Exercise prompt
Among the lines below, return each one that contains the word "drawer".

----

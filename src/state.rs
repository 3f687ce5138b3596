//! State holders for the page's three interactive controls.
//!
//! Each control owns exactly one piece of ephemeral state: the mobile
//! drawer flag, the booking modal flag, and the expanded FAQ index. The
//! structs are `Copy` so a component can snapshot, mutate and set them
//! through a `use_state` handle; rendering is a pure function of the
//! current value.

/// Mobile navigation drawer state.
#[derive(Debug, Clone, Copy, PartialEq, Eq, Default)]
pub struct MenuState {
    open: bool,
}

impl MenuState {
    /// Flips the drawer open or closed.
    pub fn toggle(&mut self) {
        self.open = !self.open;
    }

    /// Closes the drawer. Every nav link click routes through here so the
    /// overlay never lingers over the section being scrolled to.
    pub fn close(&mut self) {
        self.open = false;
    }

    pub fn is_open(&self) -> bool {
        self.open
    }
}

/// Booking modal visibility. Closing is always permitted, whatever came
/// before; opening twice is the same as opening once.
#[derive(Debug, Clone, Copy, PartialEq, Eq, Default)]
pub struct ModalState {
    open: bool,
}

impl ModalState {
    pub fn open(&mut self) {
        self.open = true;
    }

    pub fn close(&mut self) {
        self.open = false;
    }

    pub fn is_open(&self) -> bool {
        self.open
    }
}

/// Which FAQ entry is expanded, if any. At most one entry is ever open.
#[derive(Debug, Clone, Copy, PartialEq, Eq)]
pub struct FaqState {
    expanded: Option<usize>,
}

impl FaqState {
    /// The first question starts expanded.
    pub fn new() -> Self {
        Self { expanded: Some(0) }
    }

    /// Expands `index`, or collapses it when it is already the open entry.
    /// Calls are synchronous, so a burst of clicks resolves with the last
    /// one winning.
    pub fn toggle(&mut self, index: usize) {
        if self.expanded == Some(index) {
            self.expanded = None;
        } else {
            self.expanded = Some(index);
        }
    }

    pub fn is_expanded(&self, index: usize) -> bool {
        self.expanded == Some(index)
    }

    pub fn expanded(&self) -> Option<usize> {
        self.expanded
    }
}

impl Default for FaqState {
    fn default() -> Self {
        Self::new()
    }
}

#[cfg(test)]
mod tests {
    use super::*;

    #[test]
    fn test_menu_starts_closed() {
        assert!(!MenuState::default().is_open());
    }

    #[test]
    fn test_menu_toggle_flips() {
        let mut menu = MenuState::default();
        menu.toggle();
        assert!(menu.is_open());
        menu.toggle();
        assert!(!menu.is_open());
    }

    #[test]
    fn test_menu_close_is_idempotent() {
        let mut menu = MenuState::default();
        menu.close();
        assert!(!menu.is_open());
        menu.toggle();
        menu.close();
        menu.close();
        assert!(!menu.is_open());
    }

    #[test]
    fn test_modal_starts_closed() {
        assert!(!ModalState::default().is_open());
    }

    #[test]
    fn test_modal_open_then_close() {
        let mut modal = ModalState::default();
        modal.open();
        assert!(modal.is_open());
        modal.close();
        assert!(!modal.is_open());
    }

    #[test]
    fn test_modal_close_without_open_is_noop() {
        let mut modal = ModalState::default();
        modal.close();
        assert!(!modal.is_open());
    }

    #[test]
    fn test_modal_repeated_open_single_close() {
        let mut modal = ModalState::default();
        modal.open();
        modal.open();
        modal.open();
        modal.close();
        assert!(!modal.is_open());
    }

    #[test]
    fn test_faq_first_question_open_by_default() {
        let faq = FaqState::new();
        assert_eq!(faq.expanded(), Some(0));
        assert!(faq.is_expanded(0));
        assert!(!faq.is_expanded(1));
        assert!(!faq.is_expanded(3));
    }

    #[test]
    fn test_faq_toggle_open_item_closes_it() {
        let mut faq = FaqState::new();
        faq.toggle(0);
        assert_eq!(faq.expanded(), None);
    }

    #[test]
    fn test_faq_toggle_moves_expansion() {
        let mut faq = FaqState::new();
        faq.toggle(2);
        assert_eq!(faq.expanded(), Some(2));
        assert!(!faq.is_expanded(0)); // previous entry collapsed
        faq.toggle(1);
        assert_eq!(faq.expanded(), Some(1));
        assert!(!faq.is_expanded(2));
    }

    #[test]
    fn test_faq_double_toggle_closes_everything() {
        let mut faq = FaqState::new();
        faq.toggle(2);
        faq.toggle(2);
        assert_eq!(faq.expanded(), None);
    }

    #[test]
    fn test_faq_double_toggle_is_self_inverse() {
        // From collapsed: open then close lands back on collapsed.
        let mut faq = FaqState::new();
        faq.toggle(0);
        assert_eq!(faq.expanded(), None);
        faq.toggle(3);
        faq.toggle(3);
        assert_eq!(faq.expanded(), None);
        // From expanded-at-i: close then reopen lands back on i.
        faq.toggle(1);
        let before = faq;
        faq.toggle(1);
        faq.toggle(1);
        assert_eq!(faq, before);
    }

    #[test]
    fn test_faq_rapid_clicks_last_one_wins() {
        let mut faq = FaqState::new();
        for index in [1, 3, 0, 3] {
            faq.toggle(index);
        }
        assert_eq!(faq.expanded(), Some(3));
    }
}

----

Output below
//! drawer flag, the booking modal flag, and the expanded FAQ index. The
/// Mobile navigation drawer state.
    /// Flips the drawer open or closed.
    /// Closes the drawer. Every nav link click routes through here so the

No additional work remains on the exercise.